科学的にコレステロールが問題のない物質だと明らかになれば、コレステロール悪玉説は消えると思うでしょうが、時として科学は多数決に負けることがあります。

浜崎さんは、一般の研究者達に学会などでコレステロール悪玉説の問題点を指摘しています。そして、その場の多くの医師や研究者がまじめに聞いてくれるそうです。

しかし、コレステロール悪玉説が生き続けているのは、発信される情報量に差があるからだと、浜崎さんは述べています。

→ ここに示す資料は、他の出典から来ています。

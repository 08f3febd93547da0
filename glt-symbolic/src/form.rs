//! Symbolic description of bilinear forms.
use crate::expr::Expr;
use std::collections::BTreeSet;

/// Names of the physical coordinates along each axis.
pub const SPACE_SYMBOLS: [&str; 3] = ["x", "y", "z"];

/// A differential operator applied to a test or trial function.
///
/// Axes are physical axes; on a domain without mapping they coincide with the logical axes.
#[derive(Debug, Clone, Copy, PartialEq, Eq, Hash, PartialOrd, Ord)]
pub enum Operator {
    Identity,
    Partial(usize),
    SecondPartial(usize, usize),
}

impl Operator {
    pub fn order(&self) -> usize {
        match self {
            Operator::Identity => 0,
            Operator::Partial(_) => 1,
            Operator::SecondPartial(_, _) => 2,
        }
    }

    pub fn axes(&self) -> Vec<usize> {
        match *self {
            Operator::Identity => vec![],
            Operator::Partial(i) => vec![i],
            Operator::SecondPartial(i, j) => vec![i, j],
        }
    }

    /// Number of derivatives along each of the `dim` axes.
    pub fn multi_index(&self, dim: usize) -> Vec<u8> {
        let mut index = vec![0; dim];
        for axis in self.axes() {
            index[axis] += 1;
        }
        index
    }
}

/// One term `coefficient * test_op(v)[test_component] * trial_op(u)[trial_component]`.
#[derive(Debug, Clone, PartialEq, Eq, Hash)]
pub struct FormTerm {
    pub coefficient: Expr,
    pub test: Operator,
    pub trial: Operator,
    pub test_component: usize,
    pub trial_component: usize,
}

/// A scalar field appearing in coefficients, together with the space it lives in.
#[derive(Debug, Clone, PartialEq, Eq, Hash, PartialOrd, Ord)]
pub struct FieldDecl {
    pub name: String,
    pub space: String,
}

#[derive(Debug, Clone, PartialEq, Eq, Hash)]
pub struct BilinearForm {
    ldim: usize,
    test_components: usize,
    trial_components: usize,
    fields: Vec<FieldDecl>,
    terms: Vec<FormTerm>,
}

impl BilinearForm {
    /// A form over scalar test and trial functions on a `ldim`-dimensional domain.
    pub fn new(ldim: usize) -> Self {
        assert!((1..=3).contains(&ldim), "Only 1, 2 and 3 dimensions are supported.");
        Self {
            ldim,
            test_components: 1,
            trial_components: 1,
            fields: Vec::new(),
            terms: Vec::new(),
        }
    }

    /// Sets the number of components of vector-valued test and trial functions.
    pub fn with_components(mut self, test_components: usize, trial_components: usize) -> Self {
        self.test_components = test_components;
        self.trial_components = trial_components;
        self
    }

    /// Declares a scalar field living in the named space.
    pub fn with_field(mut self, name: impl Into<String>, space: impl Into<String>) -> Self {
        self.fields.push(FieldDecl {
            name: name.into(),
            space: space.into(),
        });
        self
    }

    pub fn term(self, coefficient: Expr, test: Operator, trial: Operator) -> Self {
        self.block_term(0, 0, coefficient, test, trial)
    }

    pub fn block_term(
        mut self,
        test_component: usize,
        trial_component: usize,
        coefficient: Expr,
        test: Operator,
        trial: Operator,
    ) -> Self {
        self.terms.push(FormTerm {
            coefficient,
            test,
            trial,
            test_component,
            trial_component,
        });
        self
    }

    /// Adds `coefficient * dot(grad(v), grad(u))`.
    pub fn grad_dot_grad(self, coefficient: Expr) -> Self {
        (0..self.ldim).fold(self, |form, axis| {
            form.term(coefficient.clone(), Operator::Partial(axis), Operator::Partial(axis))
        })
    }

    /// Adds `coefficient * v * u`.
    pub fn mass(self, coefficient: Expr) -> Self {
        self.term(coefficient, Operator::Identity, Operator::Identity)
    }

    /// Adds `coefficient * v * du/dx_axis`.
    pub fn advection(self, coefficient: Expr, axis: usize) -> Self {
        self.term(coefficient, Operator::Identity, Operator::Partial(axis))
    }

    pub fn ldim(&self) -> usize {
        self.ldim
    }

    pub fn test_components(&self) -> usize {
        self.test_components
    }

    pub fn trial_components(&self) -> usize {
        self.trial_components
    }

    pub fn terms(&self) -> &[FormTerm] {
        &self.terms
    }

    pub fn declared_fields(&self) -> &[FieldDecl] {
        &self.fields
    }
}

/// The GLT symbol of a bilinear form, prior to discretization.
#[derive(Debug, Clone, PartialEq, Eq, Hash)]
pub struct GltExpr {
    form: BilinearForm,
}

impl GltExpr {
    pub fn new(form: BilinearForm) -> Self {
        Self { form }
    }

    pub fn form(&self) -> &BilinearForm {
        &self.form
    }

    pub fn ldim(&self) -> usize {
        self.form.ldim
    }

    fn coefficient_atoms<T: Ord>(&self, f: impl Fn(&Expr) -> Vec<T>) -> BTreeSet<T> {
        self.form.terms.iter().flat_map(|t| f(&t.coefficient)).collect()
    }

    /// Names of all fields appearing in the coefficients, sorted.
    pub fn field_names(&self) -> Vec<String> {
        self.coefficient_atoms(|e| e.field_atoms().into_iter().map(|a| a.name().to_string()).collect())
            .into_iter()
            .collect()
    }

    /// Declarations of the fields appearing in the coefficients, sorted by name.
    ///
    /// Fields used without a declaration are omitted.
    pub fn fields(&self) -> Vec<&FieldDecl> {
        self.field_names()
            .iter()
            .filter_map(|name| self.field(name))
            .collect()
    }

    pub fn field(&self, name: &str) -> Option<&FieldDecl> {
        self.form.fields.iter().find(|decl| decl.name == name)
    }

    pub fn field_space(&self, name: &str) -> Option<&str> {
        self.field(name).map(|decl| decl.space.as_str())
    }

    /// Names of the constants appearing in the coefficients, sorted.
    pub fn constants(&self) -> Vec<String> {
        self.coefficient_atoms(|e| e.constant_names().into_iter().collect())
            .into_iter()
            .collect()
    }

    /// Physical coordinate symbols (`x`, `y`, `z`) appearing in the coefficients.
    pub fn space_variables(&self) -> Vec<String> {
        let used = self.coefficient_atoms(|e| e.symbol_names().into_iter().collect());
        SPACE_SYMBOLS[..self.ldim()]
            .iter()
            .filter(|s| used.contains(**s))
            .map(|s| s.to_string())
            .collect()
    }
}
//! Error types for code generation, argument checking and execution of generated routines.
use glt_symbolic::ReductionError;
use std::error::Error;
use std::fmt;
use std::fmt::{Display, Formatter};

/// Failure while building a kernel or one of its sub-kernels.
#[derive(Debug, Clone, PartialEq)]
#[non_exhaustive]
pub enum ConstructionError {
    /// The symbolic engine could not reduce the form.
    SymbolReduction(ReductionError),
    /// A field atom refers to a field that was never declared with a space.
    DependencyResolution { field: String },
    /// The reduced symbol does not have the shape of the form.
    MalformedShape { expected: (usize, usize), found: (usize, usize) },
    /// A feature the code generators do not handle.
    Unsupported { reason: String },
    /// A field or constant name collides with an identifier of the generated routines.
    ReservedName { name: String },
}

impl Display for ConstructionError {
    fn fmt(&self, f: &mut Formatter<'_>) -> fmt::Result {
        match self {
            ConstructionError::SymbolReduction(err) => write!(f, "Failed to reduce symbol: {}", err),
            ConstructionError::DependencyResolution { field } => {
                write!(f, "Field {} is used in the symbol but not declared with a space", field)
            }
            ConstructionError::MalformedShape { expected, found } => write!(
                f,
                "Symbol has shape {}x{}, expected {}x{}",
                found.0, found.1, expected.0, expected.1
            ),
            ConstructionError::Unsupported { reason } => write!(f, "Unsupported: {}", reason),
            ConstructionError::ReservedName { name } => write!(
                f,
                "Name {} is not a valid identifier or collides with an identifier of the generated code",
                name
            ),
        }
    }
}

impl Error for ConstructionError {
    fn source(&self) -> Option<&(dyn Error + 'static)> {
        match self {
            ConstructionError::SymbolReduction(err) => Some(err),
            _ => None,
        }
    }
}

impl From<ReductionError> for ConstructionError {
    fn from(err: ReductionError) -> Self {
        ConstructionError::SymbolReduction(err)
    }
}

/// A code generation unit was used where a different kind of unit is required.
#[derive(Debug, Clone, PartialEq, Eq)]
pub enum ContractViolation {
    ExpectedKernel { found: String },
}

impl Display for ContractViolation {
    fn fmt(&self, f: &mut Formatter<'_>) -> fmt::Result {
        match self {
            ContractViolation::ExpectedKernel { found } => write!(f, "Expected a GLT kernel, found {}", found),
        }
    }
}

impl Error for ContractViolation {}

/// The arguments supplied at evaluation time do not match the interface.
#[derive(Debug, Clone, PartialEq, Eq)]
pub enum ArgumentMismatch {
    /// A mandatory argument was not supplied.
    Missing { name: String },
    WrongCoordinateCount { expected: usize, found: usize },
}

impl Display for ArgumentMismatch {
    fn fmt(&self, f: &mut Formatter<'_>) -> fmt::Result {
        match self {
            ArgumentMismatch::Missing { name } => write!(f, "Missing mandatory argument {}", name),
            ArgumentMismatch::WrongCoordinateCount { expected, found } => write!(
                f,
                "Expected {} arrays of evaluation points, got {}",
                expected, found
            ),
        }
    }
}

impl Error for ArgumentMismatch {}

/// The toolchain of a backend rejected the generated module.
#[derive(Debug)]
pub struct BackendError {
    pub backend: String,
    pub report: eyre::Report,
}

impl Display for BackendError {
    fn fmt(&self, f: &mut Formatter<'_>) -> fmt::Result {
        write!(f, "Backend {} failed: {:?}", self.backend, self.report)
    }
}

impl Error for BackendError {}

/// Failure while executing a generated routine.
#[derive(Debug, Clone, PartialEq, Eq)]
#[non_exhaustive]
pub enum RuntimeError {
    UnknownRoutine(String),
    UnknownVariable(String),
    UnknownAttribute { object: String, attribute: String },
    WrongArgumentCount { routine: String, expected: usize, found: usize },
    TypeMismatch { expected: String, found: String },
    IndexOutOfBounds { index: Vec<usize>, shape: Vec<usize> },
}

impl Display for RuntimeError {
    fn fmt(&self, f: &mut Formatter<'_>) -> fmt::Result {
        match self {
            RuntimeError::UnknownRoutine(name) => write!(f, "No routine named {}", name),
            RuntimeError::UnknownVariable(name) => write!(f, "Variable {} is not defined", name),
            RuntimeError::UnknownAttribute { object, attribute } => {
                write!(f, "Object of type {} has no attribute {}", object, attribute)
            }
            RuntimeError::WrongArgumentCount {
                routine,
                expected,
                found,
            } => write!(f, "{} takes {} arguments but {} were given", routine, expected, found),
            RuntimeError::TypeMismatch { expected, found } => write!(f, "Expected {}, found {}", expected, found),
            RuntimeError::IndexOutOfBounds { index, shape } => {
                write!(f, "Index {:?} is out of bounds for array of shape {:?}", index, shape)
            }
        }
    }
}

impl Error for RuntimeError {}

/// Any error raised by `glt-codegen`.
#[derive(Debug)]
pub enum GltError {
    Construction(ConstructionError),
    Contract(ContractViolation),
    Arguments(ArgumentMismatch),
    Backend(BackendError),
    Runtime(RuntimeError),
}

impl Display for GltError {
    fn fmt(&self, f: &mut Formatter<'_>) -> fmt::Result {
        match self {
            GltError::Construction(err) => write!(f, "{}", err),
            GltError::Contract(err) => write!(f, "{}", err),
            GltError::Arguments(err) => write!(f, "{}", err),
            GltError::Backend(err) => write!(f, "{}", err),
            GltError::Runtime(err) => write!(f, "{}", err),
        }
    }
}

impl Error for GltError {
    fn source(&self) -> Option<&(dyn Error + 'static)> {
        match self {
            GltError::Construction(err) => Some(err),
            GltError::Contract(err) => Some(err),
            GltError::Arguments(err) => Some(err),
            GltError::Backend(err) => Some(err),
            GltError::Runtime(err) => Some(err),
        }
    }
}

impl From<ConstructionError> for GltError {
    fn from(err: ConstructionError) -> Self {
        GltError::Construction(err)
    }
}

impl From<ReductionError> for GltError {
    fn from(err: ReductionError) -> Self {
        GltError::Construction(err.into())
    }
}

impl From<ContractViolation> for GltError {
    fn from(err: ContractViolation) -> Self {
        GltError::Contract(err)
    }
}

impl From<ArgumentMismatch> for GltError {
    fn from(err: ArgumentMismatch) -> Self {
        GltError::Arguments(err)
    }
}

impl From<BackendError> for GltError {
    fn from(err: BackendError) -> Self {
        GltError::Backend(err)
    }
}

impl From<RuntimeError> for GltError {
    fn from(err: RuntimeError) -> Self {
        GltError::Runtime(err)
    }
}
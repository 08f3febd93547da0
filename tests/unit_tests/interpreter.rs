use glt_codegen::ast::{
    Argument, BinaryOp, CodeExpr, Dtype, FunctionDef, FunctionMetadata, GeneratedModule, Stmt, Variable,
};
use glt_codegen::backend::BackendConfig;
use glt_codegen::error::RuntimeError;
use glt_codegen::runtime::{ArrayData, CompiledModule, Interpreter, NdArray, Toolchain, Value};
use matrixcompare::assert_scalar_eq;
use num::complex::Complex64;
use std::rc::Rc;
use std::sync::Arc;

fn function(name: &str, arguments: Vec<Argument>, body: Vec<Stmt>) -> FunctionDef {
    FunctionDef {
        name: name.to_string(),
        arguments,
        body,
        imports: vec![],
        metadata: FunctionMetadata::default(),
    }
}

fn compile(functions: Vec<FunctionDef>) -> Arc<dyn CompiledModule> {
    let module = GeneratedModule {
        name: "test".to_string(),
        functions,
    };
    Interpreter
        .compile(&module, "", &BackendConfig::default())
        .unwrap()
}

/// `fill(out, value)` writes `value*i` into `out[i]`, `twice(out, value)` calls it twice.
fn fill_module() -> Arc<dyn CompiledModule> {
    let out = Variable::new("out", Dtype::Complex, 1);
    let value = Variable::scalar("value", Dtype::Complex);
    let indices = vec!["i".to_string()];
    let fill = function(
        "fill",
        vec![Argument::required(out.clone()), Argument::required(value.clone())],
        Stmt::loop_nest(
            &indices,
            &[CodeExpr::Len(Box::new(out.expr()))],
            vec![Stmt::aug_assign(out.at(&indices), value.expr() * CodeExpr::var("i"))],
        ),
    );
    let call = CodeExpr::Call("fill".to_string(), vec![out.expr(), value.expr()]);
    let twice = function(
        "twice",
        vec![Argument::required(out.clone()), Argument::required(value.clone())],
        vec![Stmt::Expr(call.clone()), Stmt::Expr(call), Stmt::Return(out.expr())],
    );
    compile(vec![fill, twice])
}

#[test]
fn routines_update_shared_buffers_in_place() {
    let module = fill_module();
    assert_eq!(module.routines(), vec!["fill", "twice"]);

    let out = Value::array(NdArray::zeros(&[3], Dtype::Complex).unwrap());
    let value = Value::Complex(Complex64::new(0.5, 1.0));
    let result = module.call("twice", vec![out.clone(), value]).unwrap();

    let expected = [0.0, 1.0, 2.0].map(|i| Complex64::new(i, 2.0 * i));
    assert_eq!(out.as_array().unwrap().borrow().to_complex_vec(), expected.to_vec());
    assert!(Rc::ptr_eq(result.as_array().unwrap(), out.as_array().unwrap()));
}

#[test]
fn compile_rejects_calls_to_undefined_routines() {
    let call = Stmt::Expr(CodeExpr::Call("missing".to_string(), vec![]));
    let module = GeneratedModule {
        name: "test".to_string(),
        functions: vec![function("caller", vec![], vec![call])],
    };
    let err = Interpreter
        .compile(&module, "", &BackendConfig::default())
        .err()
        .expect("Compilation must fail");
    assert!(err.to_string().contains("missing"));
}

#[test]
fn argument_count_is_checked() {
    let module = fill_module();
    let err = module.call("fill", vec![Value::None]).unwrap_err();
    assert_eq!(
        err,
        RuntimeError::WrongArgumentCount {
            routine: "fill".to_string(),
            expected: 2,
            found: 1
        }
    );
    assert_eq!(
        module.call("unknown", vec![]).unwrap_err(),
        RuntimeError::UnknownRoutine("unknown".to_string())
    );
}

#[test]
fn optional_arguments_default_to_none() {
    let out = Variable::new("out", Dtype::Real, 1);
    let body = vec![
        Stmt::IfNone {
            name: "out".to_string(),
            body: vec![Stmt::assign(
                out.expr(),
                CodeExpr::Zeros {
                    shape: vec![CodeExpr::Int(2)],
                    dtype: Dtype::Real,
                },
            )],
        },
        Stmt::assign(out.expr().full_slice(1), CodeExpr::real(1.5)),
        Stmt::Return(out.expr()),
    ];
    let module = compile(vec![function("allocate", vec![Argument::optional(out)], body)]);

    let fresh = module.call("allocate", vec![]).unwrap();
    assert_eq!(
        fresh.as_array().unwrap().borrow().data(),
        &ArrayData::Real(vec![1.5, 1.5])
    );

    let supplied = Value::array(NdArray::zeros(&[3], Dtype::Real).unwrap());
    module.call("allocate", vec![supplied.clone()]).unwrap();
    assert_eq!(
        supplied.as_array().unwrap().borrow().data(),
        &ArrayData::Real(vec![1.5, 1.5, 1.5])
    );
}

#[test]
fn arithmetic_follows_the_numeric_tower() {
    let x = Variable::scalar("x", Dtype::Real);
    let expr = CodeExpr::binary(
        BinaryOp::Sub,
        CodeExpr::Call("cos".to_string(), vec![x.expr()]),
        CodeExpr::binary(BinaryOp::Pow, x.expr(), CodeExpr::Int(-2)),
    );
    let module = compile(vec![function(
        "f",
        vec![Argument::required(x)],
        vec![Stmt::Return(expr)],
    )]);

    match module.call("f", vec![Value::Real(0.5)]).unwrap() {
        Value::Real(value) => assert_scalar_eq!(value, 0.5f64.cos() - 4.0, comp = abs, tol = 1e-14),
        other => panic!("Expected a real, got {:?}", other),
    }
    match module.call("f", vec![Value::Int(2)]).unwrap() {
        Value::Real(value) => assert_scalar_eq!(value, 2f64.cos() - 0.25, comp = abs, tol = 1e-14),
        other => panic!("Expected a real, got {:?}", other),
    }
    match module.call("f", vec![Value::Complex(Complex64::new(0.0, 1.0))]).unwrap() {
        Value::Complex(value) => {
            // cos(i) - i^-2 = cosh(1) + 1
            assert_scalar_eq!(value.re, 1f64.cosh() + 1.0, comp = abs, tol = 1e-14);
            assert_scalar_eq!(value.im, 0.0, comp = abs, tol = 1e-14);
        }
        other => panic!("Expected a complex, got {:?}", other),
    }
}

#[test]
fn complex_values_do_not_fit_real_arrays() {
    let out = Variable::new("out", Dtype::Real, 1);
    let body = vec![
        Stmt::assign(CodeExpr::var("i"), CodeExpr::Int(0)),
        Stmt::assign(out.at(&["i".to_string()]), CodeExpr::ImaginaryUnit),
    ];
    let module = compile(vec![function("store", vec![Argument::required(out)], body)]);

    let buffer = Value::array(NdArray::zeros(&[1], Dtype::Real).unwrap());
    let err = module.call("store", vec![buffer]).unwrap_err();
    assert!(matches!(err, RuntimeError::TypeMismatch { .. }));

    let small = Value::array(NdArray::zeros(&[0], Dtype::Complex).unwrap());
    let err = module.call("store", vec![small]).unwrap_err();
    assert_eq!(
        err,
        RuntimeError::IndexOutOfBounds {
            index: vec![0],
            shape: vec![0]
        }
    );
}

テレビをつければ、健康番組などで「コレステロールを控えましょう」と言っていたり、コレステロールゼロの植物油のCMが流れてたりしますから、一般人がコレステロール悪玉説を信じてしまうのも仕方ありません。

科学的に正しいことでも、多数決が優先されている良い事例です。

しかも、健康や美容に関する多数決は、1人1票ではなく、資金力が物をいう世界のように感じます。選挙が1人1票ではなく、納めた税金が多ければ多いほどたくさんの票を投じられる仕組みになっているようなものですね。